TASK PROMPT - Using the data below, output the first line and every line after it up to and including the line containing "let len = self.bytes.get_mut().map_or(0, |bytes|", exactly as written and with nothing added.

Entries taken from a collection:

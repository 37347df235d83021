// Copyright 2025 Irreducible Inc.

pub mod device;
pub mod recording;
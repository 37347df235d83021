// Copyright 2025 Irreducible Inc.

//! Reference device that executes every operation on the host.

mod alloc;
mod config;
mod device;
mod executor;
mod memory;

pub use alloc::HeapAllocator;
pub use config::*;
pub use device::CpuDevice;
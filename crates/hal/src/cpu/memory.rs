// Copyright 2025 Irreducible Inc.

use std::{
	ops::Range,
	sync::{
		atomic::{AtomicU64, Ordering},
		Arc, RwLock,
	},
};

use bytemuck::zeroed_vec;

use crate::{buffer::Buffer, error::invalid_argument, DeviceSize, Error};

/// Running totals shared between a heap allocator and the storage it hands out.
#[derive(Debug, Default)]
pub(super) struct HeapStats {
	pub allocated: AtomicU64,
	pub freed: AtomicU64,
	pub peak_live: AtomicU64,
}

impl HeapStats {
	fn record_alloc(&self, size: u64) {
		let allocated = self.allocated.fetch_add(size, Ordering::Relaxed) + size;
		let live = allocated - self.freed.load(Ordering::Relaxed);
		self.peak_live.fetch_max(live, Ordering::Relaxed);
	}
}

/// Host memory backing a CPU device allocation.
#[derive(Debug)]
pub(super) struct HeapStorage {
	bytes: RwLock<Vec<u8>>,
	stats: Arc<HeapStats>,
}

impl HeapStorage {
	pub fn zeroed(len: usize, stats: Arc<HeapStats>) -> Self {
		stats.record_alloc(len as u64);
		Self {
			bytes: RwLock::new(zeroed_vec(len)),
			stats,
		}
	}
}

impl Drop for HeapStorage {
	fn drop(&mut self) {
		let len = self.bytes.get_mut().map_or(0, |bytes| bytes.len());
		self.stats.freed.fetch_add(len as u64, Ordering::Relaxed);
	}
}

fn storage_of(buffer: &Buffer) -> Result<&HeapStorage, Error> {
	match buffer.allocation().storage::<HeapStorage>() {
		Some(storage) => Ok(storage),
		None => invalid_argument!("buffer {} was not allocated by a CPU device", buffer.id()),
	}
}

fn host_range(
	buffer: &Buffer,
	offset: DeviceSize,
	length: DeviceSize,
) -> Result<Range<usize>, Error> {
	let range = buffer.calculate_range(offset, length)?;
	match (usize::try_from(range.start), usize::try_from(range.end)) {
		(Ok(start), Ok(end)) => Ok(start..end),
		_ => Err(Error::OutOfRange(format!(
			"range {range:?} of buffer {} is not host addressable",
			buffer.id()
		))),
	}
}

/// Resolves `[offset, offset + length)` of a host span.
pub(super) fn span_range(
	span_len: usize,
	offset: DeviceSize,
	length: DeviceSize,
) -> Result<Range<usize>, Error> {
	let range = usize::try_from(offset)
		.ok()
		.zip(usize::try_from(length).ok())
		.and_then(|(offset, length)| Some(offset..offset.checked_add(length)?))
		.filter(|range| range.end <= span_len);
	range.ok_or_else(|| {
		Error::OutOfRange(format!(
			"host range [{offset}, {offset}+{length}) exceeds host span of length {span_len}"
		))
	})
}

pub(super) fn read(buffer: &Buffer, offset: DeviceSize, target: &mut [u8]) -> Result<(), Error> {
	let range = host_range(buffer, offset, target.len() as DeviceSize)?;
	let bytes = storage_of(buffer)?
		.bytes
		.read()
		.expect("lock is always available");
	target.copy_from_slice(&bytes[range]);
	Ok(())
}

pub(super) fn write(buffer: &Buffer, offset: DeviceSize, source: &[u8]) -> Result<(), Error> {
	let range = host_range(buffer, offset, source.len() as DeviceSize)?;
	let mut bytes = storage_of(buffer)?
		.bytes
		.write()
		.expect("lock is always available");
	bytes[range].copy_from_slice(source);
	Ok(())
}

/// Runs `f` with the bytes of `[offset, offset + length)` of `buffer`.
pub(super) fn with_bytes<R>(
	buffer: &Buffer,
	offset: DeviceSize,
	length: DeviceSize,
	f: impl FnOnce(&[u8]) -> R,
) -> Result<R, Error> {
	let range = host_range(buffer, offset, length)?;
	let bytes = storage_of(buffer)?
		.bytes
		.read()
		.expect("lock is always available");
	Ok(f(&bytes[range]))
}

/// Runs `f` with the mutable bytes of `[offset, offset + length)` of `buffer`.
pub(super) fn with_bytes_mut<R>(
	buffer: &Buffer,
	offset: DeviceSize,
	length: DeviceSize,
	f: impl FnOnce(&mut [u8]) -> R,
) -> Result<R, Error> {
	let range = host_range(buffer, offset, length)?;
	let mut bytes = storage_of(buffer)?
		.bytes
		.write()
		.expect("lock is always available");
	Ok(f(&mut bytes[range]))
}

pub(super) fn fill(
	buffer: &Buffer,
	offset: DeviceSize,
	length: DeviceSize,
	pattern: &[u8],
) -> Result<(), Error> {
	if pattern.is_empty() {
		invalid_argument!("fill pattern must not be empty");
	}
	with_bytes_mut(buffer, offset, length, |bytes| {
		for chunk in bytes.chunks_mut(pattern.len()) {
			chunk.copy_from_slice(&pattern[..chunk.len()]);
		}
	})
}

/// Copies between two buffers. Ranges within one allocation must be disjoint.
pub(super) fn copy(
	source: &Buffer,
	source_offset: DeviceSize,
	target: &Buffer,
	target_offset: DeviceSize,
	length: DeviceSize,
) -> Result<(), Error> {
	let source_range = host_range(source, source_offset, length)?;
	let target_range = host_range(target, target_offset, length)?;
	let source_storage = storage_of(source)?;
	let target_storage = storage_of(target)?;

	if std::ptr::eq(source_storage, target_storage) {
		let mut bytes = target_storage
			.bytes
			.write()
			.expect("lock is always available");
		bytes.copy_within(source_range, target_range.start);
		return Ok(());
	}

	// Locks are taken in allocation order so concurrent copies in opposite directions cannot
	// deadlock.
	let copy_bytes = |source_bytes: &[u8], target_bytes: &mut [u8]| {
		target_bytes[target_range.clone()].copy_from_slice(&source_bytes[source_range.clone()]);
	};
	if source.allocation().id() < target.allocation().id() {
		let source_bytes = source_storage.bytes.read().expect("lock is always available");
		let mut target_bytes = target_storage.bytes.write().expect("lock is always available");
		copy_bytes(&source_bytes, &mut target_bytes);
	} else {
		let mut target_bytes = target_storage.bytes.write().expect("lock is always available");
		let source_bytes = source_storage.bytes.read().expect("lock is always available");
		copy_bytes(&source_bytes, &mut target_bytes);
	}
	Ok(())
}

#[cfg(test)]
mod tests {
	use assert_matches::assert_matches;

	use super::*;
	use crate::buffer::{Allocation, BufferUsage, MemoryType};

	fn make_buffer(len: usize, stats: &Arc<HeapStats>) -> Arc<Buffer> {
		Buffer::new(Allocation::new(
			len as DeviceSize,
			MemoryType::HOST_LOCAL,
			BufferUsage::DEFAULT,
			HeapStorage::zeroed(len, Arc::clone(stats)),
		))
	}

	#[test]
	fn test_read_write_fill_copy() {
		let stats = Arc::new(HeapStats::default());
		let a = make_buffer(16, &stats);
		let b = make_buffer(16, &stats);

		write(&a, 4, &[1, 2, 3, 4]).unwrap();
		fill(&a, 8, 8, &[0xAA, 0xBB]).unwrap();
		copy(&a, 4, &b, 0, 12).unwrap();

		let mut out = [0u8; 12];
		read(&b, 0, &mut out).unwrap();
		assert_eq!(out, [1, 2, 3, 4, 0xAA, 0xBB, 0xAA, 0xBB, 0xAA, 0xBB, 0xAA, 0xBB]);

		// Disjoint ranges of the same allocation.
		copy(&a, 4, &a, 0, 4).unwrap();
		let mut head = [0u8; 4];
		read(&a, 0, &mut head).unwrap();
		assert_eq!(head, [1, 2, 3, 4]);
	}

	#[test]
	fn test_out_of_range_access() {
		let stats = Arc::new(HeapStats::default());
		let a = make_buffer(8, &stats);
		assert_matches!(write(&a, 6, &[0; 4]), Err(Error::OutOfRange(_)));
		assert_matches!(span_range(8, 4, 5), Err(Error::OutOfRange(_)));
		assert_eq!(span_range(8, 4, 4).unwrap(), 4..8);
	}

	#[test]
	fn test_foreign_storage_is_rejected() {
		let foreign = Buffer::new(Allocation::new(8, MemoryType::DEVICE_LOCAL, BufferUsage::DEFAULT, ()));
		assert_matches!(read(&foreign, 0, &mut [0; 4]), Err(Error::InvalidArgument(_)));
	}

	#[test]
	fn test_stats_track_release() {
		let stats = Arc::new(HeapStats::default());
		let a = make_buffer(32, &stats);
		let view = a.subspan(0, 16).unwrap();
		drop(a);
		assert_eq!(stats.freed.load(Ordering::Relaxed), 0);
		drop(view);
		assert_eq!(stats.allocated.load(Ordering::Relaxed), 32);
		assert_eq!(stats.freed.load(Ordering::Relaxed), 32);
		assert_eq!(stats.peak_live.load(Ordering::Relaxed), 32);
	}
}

OUTPUT BELOW -
repository 37347df235d83021
// Copyright 2025 Irreducible Inc.

pub mod device;
pub mod recording;
repository 37347df235d83021
// Copyright 2025 Irreducible Inc.

//! Reference device that executes every operation on the host.

mod alloc;
mod config;
mod device;
mod executor;
mod memory;

pub use alloc::HeapAllocator;
pub use config::*;
pub use device::CpuDevice;
filename crates/hal/src/cpu/memory.rs
// Copyright 2025 Irreducible Inc.

use std::{
	ops::Range,
	sync::{
		atomic::{AtomicU64, Ordering},
		Arc, RwLock,
	},
};

use bytemuck::zeroed_vec;

use crate::{buffer::Buffer, error::invalid_argument, DeviceSize, Error};

/// Running totals shared between a heap allocator and the storage it hands out.
#[derive(Debug, Default)]
pub(super) struct HeapStats {
	pub allocated: AtomicU64,
	pub freed: AtomicU64,
	pub peak_live: AtomicU64,
}

impl HeapStats {
	fn record_alloc(&self, size: u64) {
		let allocated = self.allocated.fetch_add(size, Ordering::Relaxed) + size;
		let live = allocated - self.freed.load(Ordering::Relaxed);
		self.peak_live.fetch_max(live, Ordering::Relaxed);
	}
}

/// Host memory backing a CPU device allocation.
#[derive(Debug)]
pub(super) struct HeapStorage {
	bytes: RwLock<Vec<u8>>,
	stats: Arc<HeapStats>,
}

impl HeapStorage {
	pub fn zeroed(len: usize, stats: Arc<HeapStats>) -> Self {
		stats.record_alloc(len as u64);
		Self {
			bytes: RwLock::new(zeroed_vec(len)),
			stats,
		}
	}
}

impl Drop for HeapStorage {
	fn drop(&mut self) {
		let len = self.bytes.get_mut().map_or(0, |bytes| bytes.len());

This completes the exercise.